PROBLEM DESCRIPTION: If a line in the listing below has the string "SIGINT", copy it out.

RECORDS FOR THIS TASK:
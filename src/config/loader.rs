//! Configuration loading from disk.

use std::fs;
use std::path::Path;

use thiserror::Error;

use crate::config::schema::AppConfig;
use crate::config::validation::{validate_config, ValidationError};
use crate::security::headers::HeaderSetError;

/// Error type for configuration loading.
#[derive(Debug, Error)]
pub enum ConfigError {
    #[error("IO error: {0}")]
    Io(#[from] std::io::Error),

    #[error("Parse error: {0}")]
    Parse(#[from] toml::de::Error),

    #[error("Validation failed: {}", join_errors(.0))]
    Validation(Vec<ValidationError>),

    #[error("Invalid security headers: {0}")]
    HeaderSet(#[from] HeaderSetError),
}

fn join_errors(errors: &[ValidationError]) -> String {
    errors
        .iter()
        .map(ToString::to_string)
        .collect::<Vec<_>>()
        .join(", ")
}

/// Parse a TOML document into an unvalidated config.
pub fn parse_config(content: &str) -> Result<AppConfig, ConfigError> {
    Ok(toml::from_str(content)?)
}

/// Read and parse a TOML file without semantic checks.
///
/// Used when CLI overrides are applied before validation.
pub fn read_config(path: &Path) -> Result<AppConfig, ConfigError> {
    let content = fs::read_to_string(path)?;
    parse_config(&content)
}

/// Load and validate configuration from a TOML file.
pub fn load_config(path: &Path) -> Result<AppConfig, ConfigError> {
    let config = read_config(path)?;

    validate_config(&config).map_err(ConfigError::Validation)?;

    Ok(config)
}
//! secure-greeter
//!
//! Serves a single greeting on `GET /` and overwrites a fixed set of security
//! headers on every response.
//!
//! ```text
//!     Client Request
//!     ───────────────▶ TraceLayer ─▶ security headers ─▶ timeout ─▶ GET / handler
//!                                          │
//!     Client Response                      ▼
//!     ◀─────────────── TraceLayer ◀─ overwrite headers ◀─ greeting / 404 / 405
//! ```

use std::path::PathBuf;

use clap::Parser;

use secure_greeter::config::{read_config, AppConfig, Preset};
use secure_greeter::lifecycle;
use secure_greeter::observability::init_logging;
use secure_greeter::security::HeaderProfile;

#[derive(Parser)]
#[command(name = "secure-greeter")]
#[command(about = "Greeting server with hardened response headers", long_about = None)]
struct Cli {
    /// TOML configuration file.
    #[arg(short, long)]
    config: Option<PathBuf>,

    /// Deployment preset for bind address and debug mode.
    #[arg(long, value_enum)]
    preset: Option<Preset>,

    /// Bind address, e.g. 127.0.0.1:5000.
    #[arg(short, long)]
    bind: Option<String>,

    /// Security header profile.
    #[arg(short, long, value_enum)]
    profile: Option<HeaderProfile>,

    /// Enable debug mode.
    #[arg(long)]
    debug: bool,
}

impl Cli {
    fn into_config(self) -> Result<AppConfig, Box<dyn std::error::Error>> {
        let mut config = match &self.config {
            Some(path) => read_config(path)?,
            None => AppConfig::default(),
        };

        if let Some(preset) = self.preset {
            preset.apply(&mut config.server);
        }
        if let Some(bind) = self.bind {
            config.server.bind_address = bind;
        }
        if let Some(profile) = self.profile {
            config.security.profile = profile;
        }
        if self.debug {
            config.server.debug = true;
        }
        Ok(config)
    }
}

#[tokio::main]
async fn main() -> Result<(), Box<dyn std::error::Error>> {
    let config = Cli::parse().into_config()?;

    init_logging(&config.observability, config.server.debug);

    tracing::info!("secure-greeter v{} starting", env!("CARGO_PKG_VERSION"));
    tracing::info!(
        bind_address = %config.server.bind_address,
        debug = config.server.debug,
        profile = ?config.security.profile,
        "Configuration loaded"
    );

    if let Err(e) = lifecycle::start(config).await {
        tracing::error!(error = %e, "Startup failed");
        return Err(e.into());
    }

    tracing::info!("Shutdown complete");
    Ok(())
}
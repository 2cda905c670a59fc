//! Security subsystem.
//!
//! # Data Flow
//! ```text
//! Outgoing response:
//!     → headers.rs (overwrite configured security headers)
//!     → Send to client
//! ```

pub mod headers;

pub use headers::{security_headers_middleware, HeaderProfile, HeaderSetError, SecurityHeaderSet};
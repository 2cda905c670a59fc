//! Greeting server that hardens every response with security headers.

pub mod config;
pub mod http;
pub mod lifecycle;
pub mod observability;
pub mod security;

pub use config::AppConfig;
pub use http::HttpServer;
pub use lifecycle::Shutdown;
pub use security::{HeaderProfile, SecurityHeaderSet};
//! OS signal handling.
//!
//! SIGINT (Ctrl+C) and, on unix, SIGTERM both request a graceful shutdown.

use crate::lifecycle::Shutdown;

/// Resolve once a termination signal arrives.
pub async fn wait_for_signal() {
    let ctrl_c = async {
        if let Err(e) = tokio::signal::ctrl_c().await {
            tracing::error!(error = %e, "Failed to install Ctrl+C handler");
            std::future::pending::<()>().await;
        }
    };

    #[cfg(unix)]
    let terminate = async {
        match tokio::signal::unix::signal(tokio::signal::unix::SignalKind::terminate()) {
            Ok(mut sig) => {
                sig.recv().await;
            }
            Err(e) => {
                tracing::error!(error = %e, "Failed to install SIGTERM handler");
                std::future::pending::<()>().await;
            }
        }
    };

    #[cfg(not(unix))]
    let terminate = std::future::pending::<()>();

    tokio::select! {
        _ = ctrl_c => tracing::info!(signal = "SIGINT", "Termination signal received"),
        _ = terminate => tracing::info!(signal = "SIGTERM", "Termination signal received"),
    }
}

/// Spawn a task that triggers `shutdown` on the first termination signal.
///
/// Subscribe the server before calling this, or an early signal reaches nobody.
pub fn spawn_signal_handler(shutdown: Shutdown) -> tokio::task::JoinHandle<()> {
    tokio::spawn(async move {
        wait_for_signal().await;
        let notified = shutdown.trigger();
        if notified == 0 {
            tracing::warn!("Shutdown requested but no task was listening");
        } else {
            tracing::debug!(tasks = notified, "Shutdown broadcast sent");
        }
    })
}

TASK RESULT:
//! SIGINT (Ctrl+C) and, on unix, SIGTERM both request a graceful shutdown.
        _ = ctrl_c => tracing::info!(signal = "SIGINT", "Termination signal received"),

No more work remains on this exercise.